Tumor samples were obtained from ultrasound-guided tru-cut biopsy and immersed into RNA Later (Thermo-Fisher Scientific, Waltham, MA, USA). The samples were stored at 4°C for less than 5 days then stored at -80°C until processing. The extraction of mRNA was performed according to the RNeasy Mini Kit (Qiagen, Venlo, Netherlands). RNA integrity was corroborated with Experion Automated Electrophoresis System (BioRad, Hercules, CA, USA). The gene expression was measured employing microarrays containing 44,000 probes (Agilent, Santa Clara, CA, USA) using standard provider protocols and analyzed using a GenePix 4000B scanner (Molecular Devices, Sunnyvale, CA, USA). The raw intensities were logarithm transformed and quantile-normalized.

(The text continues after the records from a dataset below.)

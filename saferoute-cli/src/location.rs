//! `location` command: score one point.

use std::io::Write;

use chrono::{NaiveDate, NaiveDateTime};
use clap::{Parser, ValueEnum};
use ortho_config::{OrthoConfig, SubcmdConfigMerge};
use saferoute_core::{FactorFlags, Location, TimeContext, TravelMode};
use serde::{Deserialize, Serialize};

use crate::{
    ARG_AT, ARG_LAT, ARG_LNG, ARG_MODE, ARG_REFERENCE_DATE, CliError, ENV_LAT, ENV_LNG, engine,
    reference_date_or_today, write_json,
};

/// Travel mode accepted on the command line.
#[derive(Debug, Clone, Copy, PartialEq, Eq, ValueEnum, Serialize, Deserialize)]
#[serde(rename_all = "lowercase")]
pub(crate) enum ModeArg {
    Walking,
    Driving,
    Cycling,
    Transit,
}

impl From<ModeArg> for TravelMode {
    fn from(mode: ModeArg) -> Self {
        match mode {
            ModeArg::Walking => Self::Walking,
            ModeArg::Driving => Self::Driving,
            ModeArg::Cycling => Self::Cycling,
            ModeArg::Transit => Self::Transit,
        }
    }
}

/// CLI arguments for the `location` subcommand.
#[derive(Debug, Clone, Parser, Deserialize, Serialize, OrthoConfig, Default)]
#[command(
    long_about = "Score a location against the synthetic crime dataset. The \
                 assessment includes the weighted score, its factors, \
                 recommendations and alerts about nearby high-risk areas.",
    about = "Score a single location"
)]
#[ortho_config(prefix = "SAFEROUTE")]
pub(crate) struct LocationArgs {
    /// Latitude in decimal degrees.
    #[arg(long = ARG_LAT, value_name = "degrees", allow_negative_numbers = true)]
    #[serde(default)]
    pub(crate) lat: Option<f64>,
    /// Longitude in decimal degrees.
    #[arg(long = ARG_LNG, value_name = "degrees", allow_negative_numbers = true)]
    #[serde(default)]
    pub(crate) lng: Option<f64>,
    /// Local time of the visit (e.g. "2024-05-28T23:00:00"); now when omitted.
    #[arg(long = ARG_AT, value_name = "datetime")]
    #[serde(default)]
    pub(crate) at: Option<NaiveDateTime>,
    /// Treat the visit as falling on a public holiday.
    #[arg(long)]
    #[serde(default)]
    pub(crate) holiday: bool,
    /// How the visitor travels.
    #[arg(long = ARG_MODE, value_enum)]
    #[serde(default)]
    pub(crate) mode: Option<ModeArg>,
    /// Last day covered by the dataset; today when omitted.
    #[arg(long = ARG_REFERENCE_DATE, value_name = "date")]
    #[serde(default)]
    pub(crate) reference_date: Option<NaiveDate>,
}

impl LocationArgs {
    fn into_config(self, now: NaiveDateTime) -> Result<LocationConfig, CliError> {
        let merged = self.load_and_merge().map_err(CliError::Configuration)?;
        LocationConfig::resolve(merged, now)
    }
}

/// Resolved `location` command configuration.
#[derive(Debug, Clone, PartialEq)]
pub(crate) struct LocationConfig {
    pub(crate) location: Location,
    pub(crate) context: TimeContext,
    pub(crate) flags: FactorFlags,
    pub(crate) reference_date: NaiveDate,
}

impl LocationConfig {
    pub(crate) fn resolve(args: LocationArgs, now: NaiveDateTime) -> Result<Self, CliError> {
        let lat = args.lat.ok_or(CliError::MissingArgument {
            field: ARG_LAT,
            env: ENV_LAT,
        })?;
        let lng = args.lng.ok_or(CliError::MissingArgument {
            field: ARG_LNG,
            env: ENV_LNG,
        })?;
        let location = Location::new(lat, lng)?;
        let context = TimeContext::new(args.at.unwrap_or(now)).with_holiday(args.holiday);
        let flags = args.mode.map_or_else(FactorFlags::default, |mode| {
            FactorFlags::default().with_travel_mode(mode.into())
        });
        Ok(Self {
            location,
            context,
            flags,
            reference_date: reference_date_or_today(args.reference_date, now),
        })
    }
}

pub(crate) fn run_location(
    args: LocationArgs,
    now: NaiveDateTime,
    writer: &mut dyn Write,
) -> Result<(), CliError> {
    let config = args.into_config(now)?;
    execute_location(&config, writer)
}

pub(crate) fn execute_location(
    config: &LocationConfig,
    writer: &mut dyn Write,
) -> Result<(), CliError> {
    let engine = engine(config.reference_date);
    let assessment =
        engine.score_location(&config.location, Some(&config.context), config.flags)?;
    log::info!(
        "scored {:.4},{:.4} at {}: {}",
        config.location.point.lat,
        config.location.point.lng,
        config.context.local_time,
        assessment.score.overall
    );
    write_json(writer, &assessment)
}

Gene signatures estimations

From microarray data, we estimated the diagnostic scores of two well-known breast cancer gene signatures, OncotypeDX and PAM50 [10]. The PAM50 signature uses fifty genes to determine the molecular subtype of the tumor: normal-like, luminal A, luminal B, HER2-enriched, and basal-like [11]. To estimate the subtypes, we used the implementation available at https://genome.unc.edu/pubsup/breastGEO/PAM50.zip and the corresponding original dataset for training [11]. To compare the PAM50 risk assessment to OncotypeDX scores we grouped subtypes following previous observations [53]. Briefly, patients from Normal-like and Luminal A subtypes were grouped into a “low-risk” group, and the Luminal-B, HER2+, and Basal-like patients into a “high-risk” group. Twenty-one patients were low risk and 50 high risk, respectively.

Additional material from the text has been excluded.